Dans cette imparité de traitements, dont l’absence de coupe des pierres à la susceptibilité dormante, comment révéler cette présence de l’invisible, pourtant fondamentale à en croire le texte de présentation de l’exposition, qui revendique un acte qui n’a pas lieu réellement, laisser le cœur écouter les palpitations du temps qui s’égraine dans la pierre, pouvoir y lire pourquoi cette ligne blanche, fortifie t -elle cette couronne noire par la veine ainsi échue dans la pierre même, tout chemin d’abondance faisant lectures des courses, des lignes aimantes, séduisantes, dans l’inertie du rêve habile à les porter. (description d’une coupe de pierre de Caillois) Le rêve habile est pénétrant, il voit le chemin du monde, il est aimant, amant, aimanté; le regard butte, la pierre reste opaque, le mystère n’est plus!

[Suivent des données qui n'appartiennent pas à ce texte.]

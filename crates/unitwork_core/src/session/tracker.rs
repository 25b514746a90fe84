//! In-memory staged-change tracker shared by session implementations.
//!
//! # Invariants
//! - Entries are keyed by `(kind, key)`; one tracked record per key.
//! - Stored entries are never `Detached`; detaching removes the entry.
//! - `mark_saved` is only called after the engine accepted the whole batch.

use super::{EntryState, Tracked};
use serde_json::Value;
use std::collections::BTreeMap;

#[derive(Debug, Clone)]
pub(crate) struct Entry {
    pub(crate) state: EntryState,
    pub(crate) payload: Value,
    pub(crate) tenant: Option<String>,
    pub(crate) soft_deleted: bool,
}

/// Change tracker implementing the per-record state machine.
///
/// BTreeMap keeps iteration (and therefore the save apply order)
/// deterministic: sorted by kind, then key.
#[derive(Debug, Default)]
pub(crate) struct ChangeTracker {
    entries: BTreeMap<(&'static str, String), Entry>,
}

impl ChangeTracker {
    pub(crate) fn entry(&self, kind: &'static str, key: &str) -> Option<&Entry> {
        self.entries.get(&(kind, key.to_string()))
    }

    pub(crate) fn state_of(&self, kind: &'static str, key: &str) -> EntryState {
        self.entry(kind, key)
            .map_or(EntryState::Detached, |entry| entry.state)
    }

    /// Stages an insertion. Re-adding a tracked key overwrites the staged
    /// payload and forces the state to `Added`; a conflicting durable row
    /// surfaces as an engine error at save time, not here.
    pub(crate) fn stage_add(
        &mut self,
        kind: &'static str,
        key: String,
        payload: Value,
        tenant: Option<String>,
        soft_deleted: bool,
    ) -> Tracked {
        self.put(kind, key, EntryState::Added, payload, tenant, soft_deleted)
    }

    /// Stages a whole-record update. A record staged `Added` keeps that state
    /// with a refreshed payload; anything else (including an untracked record
    /// attached by key) becomes `Modified`.
    pub(crate) fn stage_update(
        &mut self,
        kind: &'static str,
        key: String,
        payload: Value,
        tenant: Option<String>,
        soft_deleted: bool,
    ) -> Tracked {
        let state = match self.state_of(kind, &key) {
            EntryState::Added => EntryState::Added,
            _ => EntryState::Modified,
        };
        self.put(kind, key, state, payload, tenant, soft_deleted)
    }

    /// Stages a deletion. A record staged `Added` was never durable, so it is
    /// detached instead of deleted.
    pub(crate) fn stage_remove(
        &mut self,
        kind: &'static str,
        key: String,
        payload: Value,
        tenant: Option<String>,
        soft_deleted: bool,
    ) -> Tracked {
        if self.state_of(kind, &key) == EntryState::Added {
            self.entries.remove(&(kind, key.clone()));
            return Tracked {
                kind,
                key,
                state: EntryState::Detached,
            };
        }
        self.put(kind, key, EntryState::Deleted, payload, tenant, soft_deleted)
    }

    /// Attaches a record read from durable storage as `Unchanged`, so later
    /// identity lookups resolve from memory. Existing entries win.
    pub(crate) fn attach_clean(
        &mut self,
        kind: &'static str,
        key: String,
        payload: Value,
        tenant: Option<String>,
        soft_deleted: bool,
    ) {
        self.entries
            .entry((kind, key))
            .or_insert_with(|| Entry {
                state: EntryState::Unchanged,
                payload,
                tenant,
                soft_deleted,
            });
    }

    /// Entries with pending work, in deterministic order.
    pub(crate) fn pending(
        &self,
    ) -> impl Iterator<Item = (&(&'static str, String), &Entry)> {
        self.entries
            .iter()
            .filter(|(_, entry)| entry.state != EntryState::Unchanged)
    }

    pub(crate) fn pending_count(&self) -> usize {
        self.pending().count()
    }

    /// Transitions entries after a fully accepted save: `Added` and
    /// `Modified` become `Unchanged`, `Deleted` entries are purged.
    pub(crate) fn mark_saved(&mut self) {
        self.entries
            .retain(|_, entry| entry.state != EntryState::Deleted);
        for entry in self.entries.values_mut() {
            entry.state = EntryState::Unchanged;
        }
    }

    fn put(
        &mut self,
        kind: &'static str,
        key: String,
        state: EntryState,
        payload: Value,
        tenant: Option<String>,
        soft_deleted: bool,
    ) -> Tracked {
        let tracked = Tracked {
            kind,
            key: key.clone(),
            state,
        };
        self.entries.insert(
            (kind, key),
            Entry {
                state,
                payload,
                tenant,
                soft_deleted,
            },
        );
        tracked
    }
}

#[cfg(test)]
mod tests {
    use super::ChangeTracker;
    use crate::session::EntryState;
    use serde_json::json;

    const KIND: &str = "widgets";

    fn stage(tracker: &mut ChangeTracker, op: &str, key: &str) -> EntryState {
        let payload = json!({ "id": key });
        match op {
            "add" => tracker.stage_add(KIND, key.to_string(), payload, None, false),
            "update" => tracker.stage_update(KIND, key.to_string(), payload, None, false),
            "remove" => tracker.stage_remove(KIND, key.to_string(), payload, None, false),
            other => panic!("unknown op {other}"),
        }
        .state
    }

    #[test]
    fn untracked_records_are_detached() {
        let tracker = ChangeTracker::default();
        assert_eq!(tracker.state_of(KIND, "w1"), EntryState::Detached);
    }

    #[test]
    fn add_stages_added_and_update_keeps_it_added() {
        let mut tracker = ChangeTracker::default();
        assert_eq!(stage(&mut tracker, "add", "w1"), EntryState::Added);
        assert_eq!(stage(&mut tracker, "update", "w1"), EntryState::Added);
        assert_eq!(tracker.state_of(KIND, "w1"), EntryState::Added);
    }

    #[test]
    fn update_attaches_untracked_records_as_modified() {
        let mut tracker = ChangeTracker::default();
        assert_eq!(stage(&mut tracker, "update", "w1"), EntryState::Modified);
    }

    #[test]
    fn remove_on_staged_add_detaches() {
        let mut tracker = ChangeTracker::default();
        stage(&mut tracker, "add", "w1");
        assert_eq!(stage(&mut tracker, "remove", "w1"), EntryState::Detached);
        assert_eq!(tracker.state_of(KIND, "w1"), EntryState::Detached);
        assert_eq!(tracker.pending_count(), 0);
    }

    #[test]
    fn remove_on_clean_record_stages_deleted() {
        let mut tracker = ChangeTracker::default();
        tracker.attach_clean(KIND, "w1".to_string(), json!({ "id": "w1" }), None, false);
        assert_eq!(stage(&mut tracker, "remove", "w1"), EntryState::Deleted);
    }

    #[test]
    fn mark_saved_settles_added_and_modified_and_purges_deleted() {
        let mut tracker = ChangeTracker::default();
        stage(&mut tracker, "add", "w1");
        tracker.attach_clean(KIND, "w2".to_string(), json!({ "id": "w2" }), None, false);
        stage(&mut tracker, "update", "w2");
        tracker.attach_clean(KIND, "w3".to_string(), json!({ "id": "w3" }), None, false);
        stage(&mut tracker, "remove", "w3");
        assert_eq!(tracker.pending_count(), 3);

        tracker.mark_saved();

        assert_eq!(tracker.state_of(KIND, "w1"), EntryState::Unchanged);
        assert_eq!(tracker.state_of(KIND, "w2"), EntryState::Unchanged);
        assert_eq!(tracker.state_of(KIND, "w3"), EntryState::Detached);
        assert_eq!(tracker.pending_count(), 0);
    }

    #[test]
    fn attach_clean_never_overwrites_staged_work() {
        let mut tracker = ChangeTracker::default();
        stage(&mut tracker, "add", "w1");
        tracker.attach_clean(KIND, "w1".to_string(), json!({ "id": "stale" }), None, false);
        assert_eq!(tracker.state_of(KIND, "w1"), EntryState::Added);
    }

    #[test]
    fn pending_iterates_in_kind_then_key_order() {
        let mut tracker = ChangeTracker::default();
        stage(&mut tracker, "add", "w2");
        stage(&mut tracker, "add", "w1");
        let keys: Vec<&str> = tracker
            .pending()
            .map(|((_, key), _)| key.as_str())
            .collect();
        assert_eq!(keys, vec!["w1", "w2"]);
    }
}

Ne  fallait-il pas alors prendre avec soi, le secret en motif pour écouter au plus profond du silence, par l’après-midi d’un faune, dans la lumière courbe du jour, le décillement des yeux, pour lire en son secret, le chemin de lumière, ici prométhéen, là végétal, animal, toujours paysage… ne fallait-il pas alors aller à la rencontre du mystère, rendez-vous bien particulier pour voir, accéder, photographier ces présences qui ont grandi dans l’ombre épaisse et sous la terre, pour pouvoir en vivre instinctivement, la susceptibilité ordonnée et connaissable dans une reconnaissance mutuelle… l’établir par une autre photographie, sans doute en noir et blanc, afin que sourde ce que Rimbaud dit du jardin qui soudain s’illune, la présence poétique de la pierre en sa mystérieuse raison, en son magnétisme, dans sa magnitude. Il est des entreprises difficiles, quasi prométhéennes, qui sont aussi les forges du futur, la découverte des pôles.

 

Un voyage s’était fait entre la Géode de Pulpi, en Andalousie, dans la découverte de l’énergie apaisante, magnétique des cristaux de sérénité, prélevés dans la grotte aux parois translucides et les silex affleurant dans le jardin  de sa maison à la campagne, voyages au centre d’une terre dont les portes avaient été franchies au Groenland, six années plus tôt, comme si Juliette avait établi avec ce monde silencieux et précieux des pierres, un voyage initiatique, chamanique  dont l’ample mouvement vernien s’accomplissait dans un don, celui de d’une moisson bien étrange, une récolte des silex en son jardin comme un sel qui vient et qui affleure…  Il y a dans cette aventure ce que la terre porte à la fois de ces rêveries de la volonté et de celles du repos, l’ombre portée de Jules Verne, un processus quasi magique digne du roman.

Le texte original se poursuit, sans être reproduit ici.